● **Task details**
Each record is to be given again without alteration.

[Dataset entries]
☆ ☆ ☆ ☆ ☆ ☆ ☆

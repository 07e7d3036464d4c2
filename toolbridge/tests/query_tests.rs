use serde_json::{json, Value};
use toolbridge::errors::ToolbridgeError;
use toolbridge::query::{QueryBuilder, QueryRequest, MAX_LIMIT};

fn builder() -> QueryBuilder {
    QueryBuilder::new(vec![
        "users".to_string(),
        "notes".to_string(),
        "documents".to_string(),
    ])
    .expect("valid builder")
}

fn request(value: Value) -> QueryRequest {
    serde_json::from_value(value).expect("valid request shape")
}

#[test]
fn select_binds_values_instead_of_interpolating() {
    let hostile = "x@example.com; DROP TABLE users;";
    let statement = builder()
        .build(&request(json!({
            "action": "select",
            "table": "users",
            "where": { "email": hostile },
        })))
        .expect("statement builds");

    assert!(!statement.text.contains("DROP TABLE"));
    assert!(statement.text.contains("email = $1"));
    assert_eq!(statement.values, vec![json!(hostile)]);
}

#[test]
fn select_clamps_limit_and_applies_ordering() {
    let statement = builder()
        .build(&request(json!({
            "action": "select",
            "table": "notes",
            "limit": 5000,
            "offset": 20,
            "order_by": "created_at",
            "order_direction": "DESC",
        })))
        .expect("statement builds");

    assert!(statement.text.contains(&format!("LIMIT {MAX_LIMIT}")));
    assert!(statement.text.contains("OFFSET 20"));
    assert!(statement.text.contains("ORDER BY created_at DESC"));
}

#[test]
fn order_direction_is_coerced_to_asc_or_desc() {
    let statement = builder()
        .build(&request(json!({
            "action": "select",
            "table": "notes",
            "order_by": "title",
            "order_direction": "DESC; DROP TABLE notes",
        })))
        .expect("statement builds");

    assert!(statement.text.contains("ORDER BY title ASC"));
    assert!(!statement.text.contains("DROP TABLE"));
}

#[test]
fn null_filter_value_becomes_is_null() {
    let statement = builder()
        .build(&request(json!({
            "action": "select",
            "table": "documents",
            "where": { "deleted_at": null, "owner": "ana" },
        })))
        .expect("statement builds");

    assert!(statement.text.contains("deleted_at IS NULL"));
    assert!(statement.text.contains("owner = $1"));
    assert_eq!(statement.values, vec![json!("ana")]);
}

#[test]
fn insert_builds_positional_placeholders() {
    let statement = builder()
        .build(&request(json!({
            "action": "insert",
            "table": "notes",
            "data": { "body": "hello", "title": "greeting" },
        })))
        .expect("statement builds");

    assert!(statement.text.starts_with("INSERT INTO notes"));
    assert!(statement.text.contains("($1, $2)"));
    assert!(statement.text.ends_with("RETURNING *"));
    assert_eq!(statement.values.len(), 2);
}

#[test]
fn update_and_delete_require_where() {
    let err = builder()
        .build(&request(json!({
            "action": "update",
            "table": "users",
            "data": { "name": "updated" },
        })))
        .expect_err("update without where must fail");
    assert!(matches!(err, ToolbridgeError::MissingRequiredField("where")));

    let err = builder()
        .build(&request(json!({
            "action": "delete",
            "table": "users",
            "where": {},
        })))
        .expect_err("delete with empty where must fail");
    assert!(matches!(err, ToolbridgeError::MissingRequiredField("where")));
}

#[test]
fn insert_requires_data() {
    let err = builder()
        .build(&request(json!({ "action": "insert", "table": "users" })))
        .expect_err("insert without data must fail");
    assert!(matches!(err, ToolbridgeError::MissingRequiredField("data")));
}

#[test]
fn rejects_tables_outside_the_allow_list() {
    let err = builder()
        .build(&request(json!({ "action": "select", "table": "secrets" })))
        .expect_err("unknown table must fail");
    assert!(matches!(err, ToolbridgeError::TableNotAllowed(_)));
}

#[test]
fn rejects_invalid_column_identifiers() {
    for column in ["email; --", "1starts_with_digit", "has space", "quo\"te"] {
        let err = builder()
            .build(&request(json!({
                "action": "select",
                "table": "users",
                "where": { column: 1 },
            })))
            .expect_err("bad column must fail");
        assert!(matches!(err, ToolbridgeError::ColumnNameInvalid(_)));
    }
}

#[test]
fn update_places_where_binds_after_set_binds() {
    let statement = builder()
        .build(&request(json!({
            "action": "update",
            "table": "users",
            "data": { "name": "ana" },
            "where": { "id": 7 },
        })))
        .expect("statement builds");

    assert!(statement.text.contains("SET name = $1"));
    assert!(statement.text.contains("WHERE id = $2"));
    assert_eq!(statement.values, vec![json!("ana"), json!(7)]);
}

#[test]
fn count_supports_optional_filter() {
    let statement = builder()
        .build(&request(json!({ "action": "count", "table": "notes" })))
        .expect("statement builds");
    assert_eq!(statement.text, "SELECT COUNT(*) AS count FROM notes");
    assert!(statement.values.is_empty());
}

☆ ☆ ☆ ☆ ☆ ☆ ☆

● **Problem solution**
repository 07e7d3036464d4c2
filename toolbridge/tests/query_tests.rs
use serde_json::{json, Value};
use toolbridge::errors::ToolbridgeError;
use toolbridge::query::{QueryBuilder, QueryRequest, MAX_LIMIT};

fn builder() -> QueryBuilder {
    QueryBuilder::new(vec![
        "users".to_string(),
        "notes".to_string(),
        "documents".to_string(),
    ])
    .expect("valid builder")
}

fn request(value: Value) -> QueryRequest {
    serde_json::from_value(value).expect("valid request shape")
}

#[test]
fn select_binds_values_instead_of_interpolating() {
    let hostile = "x@example.com; DROP TABLE users;";
    let statement = builder()
        .build(&request(json!({
            "action": "select",
            "table": "users",
            "where": { "email": hostile },
        })))
        .expect("statement builds");

    assert!(!statement.text.contains("DROP TABLE"));
    assert!(statement.text.contains("email = $1"));
    assert_eq!(statement.values, vec![json!(hostile)]);
}

#[test]
fn select_clamps_limit_and_applies_ordering() {
    let statement = builder()
        .build(&request(json!({
            "action": "select",
            "table": "notes",
            "limit": 5000,
            "offset": 20,
            "order_by": "created_at",
            "order_direction": "DESC",
        })))
        .expect("statement builds");

    assert!(statement.text.contains(&format!("LIMIT {MAX_LIMIT}")));
    assert!(statement.text.contains("OFFSET 20"));
    assert!(statement.text.contains("ORDER BY created_at DESC"));
}

#[test]
fn order_direction_is_coerced_to_asc_or_desc() {
    let statement = builder()
        .build(&request(json!({
            "action": "select",
            "table": "notes",
            "order_by": "title",
            "order_direction": "DESC; DROP TABLE notes",
        })))
        .expect("statement builds");

    assert!(statement.text.contains("ORDER BY title ASC"));
    assert!(!statement.text.contains("DROP TABLE"));
}

#[test]
fn null_filter_value_becomes_is_null() {
    let statement = builder()
        .build(&request(json!({
            "action": "select",
            "table": "documents",
            "where": { "deleted_at": null, "owner": "ana" },
        })))
        .expect("statement builds");

    assert!(statement.text.contains("deleted_at IS NULL"));
    assert!(statement.text.contains("owner = $1"));
    assert_eq!(statement.values, vec![json!("ana")]);
}

#[test]
fn insert_builds_positional_placeholders() {
    let statement = builder()
        .build(&request(json!({
            "action": "insert",
            "table": "notes",
            "data": { "body": "hello", "title": "greeting" },
        })))
        .expect("statement builds");

    assert!(statement.text.starts_with("INSERT INTO notes"));
    assert!(statement.text.contains("($1, $2)"));
    assert!(statement.text.ends_with("RETURNING *"));
    assert_eq!(statement.values.len(), 2);
}

#[test]
fn update_and_delete_require_where() {
    let err = builder()
        .build(&request(json!({
            "action": "update",
            "table": "users",
            "data": { "name": "updated" },
        })))
        .expect_err("update without where must fail");
    assert!(matches!(err, ToolbridgeError::MissingRequiredField("where")));

    let err = builder()
        .build(&request(json!({
            "action": "delete",
            "table": "users",
            "where": {},
        })))
        .expect_err("delete with empty where must fail");
    assert!(matches!(err, ToolbridgeError::MissingRequiredField("where")));
}

#[test]
fn insert_requires_data() {
    let err = builder()
        .build(&request(json!({ "action": "insert", "table": "users" })))
        .expect_err("insert without data must fail");
    assert!(matches!(err, ToolbridgeError::MissingRequiredField("data")));
}

#[test]
fn rejects_tables_outside_the_allow_list() {
    let err = builder()
        .build(&request(json!({ "action": "select", "table": "secrets" })))
        .expect_err("unknown table must fail");
    assert!(matches!(err, ToolbridgeError::TableNotAllowed(_)));
}

#[test]
fn rejects_invalid_column_identifiers() {
    for column in ["email; --", "1starts_with_digit", "has space", "quo\"te"] {
        let err = builder()
            .build(&request(json!({
                "action": "select",
                "table": "users",
                "where": { column: 1 },
            })))
            .expect_err("bad column must fail");
        assert!(matches!(err, ToolbridgeError::ColumnNameInvalid(_)));
    }
}

#[test]
fn update_places_where_binds_after_set_binds() {
    let statement = builder()
        .build(&request(json!({
            "action": "update",
            "table": "users",
            "data": { "name": "ana" },
            "where": { "id": 7 },
        })))
        .expect("statement builds");

    assert!(statement.text.contains("SET name = $1"));
    assert!(statement.text.contains("WHERE id = $2"));
    assert_eq!(statement.values, vec![json!("ana"), json!(7)]);
}

#[test]
fn count_supports_optional_filter() {
    let statement = builder()
        .build(&request(json!({ "action": "count", "table": "notes" })))
        .expect("statement builds");
    assert_eq!(statement.text, "SELECT COUNT(*) AS count FROM notes");
    assert!(statement.values.is_empty());
}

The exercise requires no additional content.